Today’s ratings are only the raw material for what’s to come. Rearden Commerce’s Web-based personal assistant already helps employees in corporations like ConAgra make travel plans, by quizzing them about their age, income, job, family situation, lifestyle, and preferences like favorite types of restaurants. (JPMorgan Chase will roll out a Rearden-based travel adviser to its credit-card customers later this year.) The next step, says Rearden CEO Patrick Grady, is to pull in ratings from all over the Web and mash them up with anonymous information from Rearden users. Then, if a beef-loving cat-litter salesman is traveling to Dallas, the system can recommend a top-rated steak house where other cat-litter reps have had luck taking pet-shop owners to close deals.

“You’ll see more passive ratings turned into active suggestions by software that runs behind these sites,” Rich Barton says. “It’s a hard problem to get right, but it will be super-compelling.”

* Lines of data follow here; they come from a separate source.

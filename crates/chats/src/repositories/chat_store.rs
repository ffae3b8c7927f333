//! Chat, participant and message tables.

use async_trait::async_trait;
use courier_database::UnitOfWork;

use super::format_timestamp;
use crate::entities::NewMessage;
use crate::types::{StoreError, StoreResult};

/// Single-statement writes on the chat tables.
///
/// Every call runs on the connection of the given unit of work. The store does
/// no cross-entity reasoning; ordering is the caller's job.
#[async_trait]
pub trait ChatStore: Send + Sync {
    /// Insert a chat row and return its generated id.
    async fn insert_chat(&self, unit: &mut UnitOfWork, title: &str) -> StoreResult<i64>;

    async fn insert_participant(
        &self,
        unit: &mut UnitOfWork,
        chat_id: i64,
        user_id: i64,
    ) -> StoreResult<()>;

    /// Returns the number of rows removed.
    async fn delete_participants(&self, unit: &mut UnitOfWork, chat_id: i64) -> StoreResult<u64>;

    /// Returns the number of rows removed.
    async fn delete_messages(&self, unit: &mut UnitOfWork, chat_id: i64) -> StoreResult<u64>;

    /// Returns the number of rows removed.
    async fn delete_chat(&self, unit: &mut UnitOfWork, chat_id: i64) -> StoreResult<u64>;

    /// Insert a message row and return its generated id.
    async fn insert_message(&self, unit: &mut UnitOfWork, message: &NewMessage)
        -> StoreResult<i64>;
}

/// SQL implementation shared by PostgreSQL and SQLite.
#[derive(Debug, Clone, Copy, Default)]
pub struct SqlChatStore;

impl SqlChatStore {
    pub fn new() -> Self {
        Self
    }
}

#[async_trait]
impl ChatStore for SqlChatStore {
    async fn insert_chat(&self, unit: &mut UnitOfWork, title: &str) -> StoreResult<i64> {
        sqlx::query_scalar::<_, i64>("INSERT INTO chats (title) VALUES ($1) RETURNING id")
            .bind(title)
            .fetch_one(unit.connection())
            .await
            .map_err(StoreError::on("insert chat"))
    }

    async fn insert_participant(
        &self,
        unit: &mut UnitOfWork,
        chat_id: i64,
        user_id: i64,
    ) -> StoreResult<()> {
        sqlx::query("INSERT INTO chat_participants (chat_id, user_id) VALUES ($1, $2)")
            .bind(chat_id)
            .bind(user_id)
            .execute(unit.connection())
            .await
            .map_err(StoreError::on("insert participant"))?;
        Ok(())
    }

    async fn delete_participants(&self, unit: &mut UnitOfWork, chat_id: i64) -> StoreResult<u64> {
        let result = sqlx::query("DELETE FROM chat_participants WHERE chat_id = $1")
            .bind(chat_id)
            .execute(unit.connection())
            .await
            .map_err(StoreError::on("delete participants"))?;
        Ok(result.rows_affected())
    }

    async fn delete_messages(&self, unit: &mut UnitOfWork, chat_id: i64) -> StoreResult<u64> {
        let result = sqlx::query("DELETE FROM chat_messages WHERE chat_id = $1")
            .bind(chat_id)
            .execute(unit.connection())
            .await
            .map_err(StoreError::on("delete messages"))?;
        Ok(result.rows_affected())
    }

    async fn delete_chat(&self, unit: &mut UnitOfWork, chat_id: i64) -> StoreResult<u64> {
        let result = sqlx::query("DELETE FROM chats WHERE id = $1")
            .bind(chat_id)
            .execute(unit.connection())
            .await
            .map_err(StoreError::on("delete chat"))?;
        Ok(result.rows_affected())
    }

    async fn insert_message(
        &self,
        unit: &mut UnitOfWork,
        message: &NewMessage,
    ) -> StoreResult<i64> {
        sqlx::query_scalar::<_, i64>(
            r#"
            INSERT INTO chat_messages (chat_id, user_id, text, sent_at)
            VALUES ($1, $2, $3, $4)
            RETURNING id
            "#,
        )
        .bind(message.chat_id)
        .bind(message.sender)
        .bind(message.text.as_str())
        .bind(format_timestamp(&message.sent_at))
        .fetch_one(unit.connection())
        .await
        .map_err(StoreError::on("insert message"))
    }
}
use std::sync::Arc;

use anyhow::{Context, Result};
use axum::Router;
use courier_access::HttpAccessClient;
use courier_chats::{ChatService, SqlAuditLog, SqlChatStore};
use courier_config::AppConfig;
use courier_database::{initialize_database, DatabaseConnection, TransactionCoordinator};
use courier_gateway::{create_router, GatewayState};
use tracing::info;

pub mod telemetry {
    use anyhow::Result;
    use tracing::Level;
    use tracing_subscriber::{fmt::SubscriberBuilder, EnvFilter};

    pub fn init_tracing() -> Result<()> {
        let env_filter =
            EnvFilter::try_from_default_env().unwrap_or_else(|_| EnvFilter::new("info"));

        let subscriber = SubscriberBuilder::default()
            .with_max_level(Level::DEBUG)
            .with_env_filter(env_filter)
            .finish();

        tracing::subscriber::set_global_default(subscriber)
            .map_err(|error| anyhow::anyhow!("failed to set tracing subscriber: {error}"))
    }
}

/// Every long-lived collaborator of the server, wired once at startup.
#[derive(Clone)]
pub struct BackendServices {
    pub database: DatabaseConnection,
    pub chat_service: Arc<ChatService>,
    pub access_client: Arc<HttpAccessClient>,
}

impl BackendServices {
    pub async fn initialise(config: &AppConfig) -> Result<Self> {
        let database = initialize_database(&config.database)
            .await
            .context("failed to initialise database")?;
        info!(kind = database.kind().as_str(), "database ready");

        let audit_log = SqlAuditLog::new();
        let chat_store = SqlChatStore::new();
        let coordinator = TransactionCoordinator::new(&database);
        let chat_service = Arc::new(ChatService::new(coordinator, chat_store, audit_log));

        let access_client = Arc::new(
            HttpAccessClient::new(&config.access).context("failed to build access client")?,
        );
        info!(base_url = %config.access.base_url, "access client ready");

        Ok(Self {
            database,
            chat_service,
            access_client,
        })
    }

    pub fn gateway_state(&self) -> GatewayState {
        GatewayState::new(
            self.database.clone(),
            Arc::clone(&self.chat_service),
            self.access_client.clone(),
            self.access_client.clone(),
        )
    }

    pub fn router(&self, config: &AppConfig) -> Router {
        create_router(self.gateway_state(), config.http.request_timeout())
    }
}

pub async fn shutdown_signal() {
    if let Err(error) = tokio::signal::ctrl_c().await {
        tracing::warn!(?error, "failed to listen for shutdown signal");
    }
    info!("shutdown signal received");
}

But the ratings game still faces, well, a few challenges. I talked to Dartmouth about RateMyProfessors, and was told that the site’s ratings often don’t match Dartmouth’s more rigorous survey results, in part because contributors to RateMyProfessors score teachers on some nontraditional criteria—like “hotness” and “easiness.” Yelp has been accused of not being transparent about how it filters ratings and reviews; anonymous bad ratings might come from the rated business’s competitors.

In theory, though, the more technology can help with decisions, the better life will be. Guided by ratings and personalized suggestions, I’ll more likely end up doing things I enjoy and using professionals who do their jobs well. On the other end, I won’t waste so much time or money trying to find the right kickboxing class or financial adviser. I can then devote my brain cells to higher-level problems the Web can’t yet solve, like how to get my teenagers to clean their rooms.